Marcus Bernhardt - Les ambitions du développement de Deutsche Hospitality

Entretien avec Marcus Bernhardt, Chief Executive Officer chez Deutsche Hospitality. Une discussion avec Vanguélis Panayotis, CEO MKG Consulting.

Lorsque vous avez pris vos fonctions juste avant la pandémie du Covid-19, c'était une période un peu particulière. Pouvez-vous nous nous en dire plus ?

En effet, c'était spécial.

J'ai commencé le 1er novembre et le lendemain, c'était la fermeture en Allemagne. Ce n'était pas vraiment une surprise, nous nous attendions à ce que cela arrive. 

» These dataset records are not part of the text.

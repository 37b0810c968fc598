use std::collections::HashMap;

use super::RasterComponent;

/// Components sharing one content hash, folded into a single group.
#[derive(Debug, Clone)]
pub struct UniqueImageGroup {
    /// First-seen component with this content hash.
    pub representative: RasterComponent,
    pub occurrence_count: usize,
    /// 0-based page indices in first-seen order. Invariant:
    /// `occurrence_count == page_indices.len()`.
    pub page_indices: Vec<u32>,
}

/// Collapse extracted components into unique-content groups.
///
/// Pure function. Output is sorted descending by `occurrence_count`; ties keep
/// first-seen order (stable sort). A logo recurs far more often than
/// incidental content images, so the likely logo surfaces first.
pub fn merge_duplicates(components: &[RasterComponent]) -> Vec<UniqueImageGroup> {
    let mut groups: Vec<UniqueImageGroup> = Vec::new();
    let mut by_hash: HashMap<&str, usize> = HashMap::new();

    for component in components {
        match by_hash.get(component.content_hash.as_str()) {
            Some(&i) => {
                groups[i].occurrence_count += 1;
                groups[i].page_indices.push(component.raster.page_index);
            }
            None => {
                by_hash.insert(component.content_hash.as_str(), groups.len());
                groups.push(UniqueImageGroup {
                    representative: component.clone(),
                    occurrence_count: 1,
                    page_indices: vec![component.raster.page_index],
                });
            }
        }
    }

    groups.sort_by(|a, b| b.occurrence_count.cmp(&a.occurrence_count));
    groups
}

#[cfg(test)]
mod tests {
    use super::*;
    use crate::extract::RasterRef;

    fn component(page_index: u32, bytes: &[u8]) -> RasterComponent {
        use sha2::{Digest, Sha256};
        RasterComponent {
            raster: RasterRef {
                page_index,
                name: format!("Im{page_index}"),
                object_id: None,
            },
            width: 10,
            height: 10,
            byte_size: bytes.len(),
            bytes: bytes.to_vec(),
            content_hash: hex::encode(Sha256::digest(bytes)),
            encoding: "raw".to_string(),
            bbox: None,
        }
    }

    #[test]
    fn test_occurrence_counts_sum_to_input_length() {
        let components = vec![
            component(0, b"logo"),
            component(1, b"logo"),
            component(2, b"photo"),
            component(4, b"logo"),
            component(5, b"chart"),
        ];
        let groups = merge_duplicates(&components);

        let total: usize = groups.iter().map(|g| g.occurrence_count).sum();
        assert_eq!(total, components.len());
        for group in &groups {
            assert_eq!(group.occurrence_count, group.page_indices.len());
        }
    }

    #[test]
    fn test_recurring_logo_scenario() {
        // Identical bytes on pages 1, 2, 5 plus one distinct image on page 3.
        let components = vec![
            component(1, b"logo-bytes"),
            component(2, b"logo-bytes"),
            component(3, b"distinct-bytes"),
            component(5, b"logo-bytes"),
        ];
        let groups = merge_duplicates(&components);

        assert_eq!(groups.len(), 2);
        assert_eq!(groups[0].occurrence_count, 3);
        assert_eq!(groups[0].page_indices, vec![1, 2, 5]);
        assert_eq!(groups[1].occurrence_count, 1);
        assert_eq!(groups[1].page_indices, vec![3]);
    }

    #[test]
    fn test_merge_is_order_insensitive_for_grouping() {
        let forward = vec![
            component(0, b"aaa"),
            component(1, b"bbb"),
            component(2, b"aaa"),
        ];
        let reversed: Vec<_> = forward.iter().rev().cloned().collect();

        let g1 = merge_duplicates(&forward);
        let g2 = merge_duplicates(&reversed);

        assert_eq!(g1.len(), 2);
        assert_eq!(g2.len(), 2);
        assert_eq!(g1[0].representative.content_hash, g2[0].representative.content_hash);
    }

    #[test]
    fn test_ties_keep_first_seen_order() {
        let components = vec![
            component(0, b"first"),
            component(1, b"second"),
            component(2, b"third"),
        ];
        let groups = merge_duplicates(&components);

        let hashes: Vec<&str> = groups
            .iter()
            .map(|g| g.representative.content_hash.as_str())
            .collect();
        assert_eq!(
            hashes,
            vec![
                components[0].content_hash.as_str(),
                components[1].content_hash.as_str(),
                components[2].content_hash.as_str(),
            ]
        );
    }

    #[test]
    fn test_empty_input_yields_no_groups() {
        assert!(merge_duplicates(&[]).is_empty());
    }
}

Devenir PDG et commencer à gérer une entreprise comptant près de douze mille employés et 160 hôtels était une situation un peu spéciale. 80 % des employés sont à la maison, dans des bureaux à domicile, et je me retrouve un peu seul dans un grand bâtiment pour diriger une entreprise connue.

Je suis ici pour relever des défis, et c'est ce que nous avons fait. Nous avons pris la bonne direction pour remettre l'entreprise sur les rails et la préparer à tout ce qui allait suivre la pandémie.

De nombreux groupes hôteliers ont retravaillé le positionnement de leur marque. Après le lancement de Jaz dans la ville, qu'y a-t-il de nouveau en termes de stratégie de marque ?

Jaz in the city, est une marque de life style. Nous avons constaté que dans les grandes villes, il est important d'avoir quelque chose d'un peu convivial, d'avoir un endroit qui sort un peu de l'ordinaire. Nous avons voulu prendre en compte toutes les informations et les besoins des clients.

Nous avons également une autre marque, Steigenberger Icon.

Il s'agit principalement d'hôtels haut de gamme et de luxe.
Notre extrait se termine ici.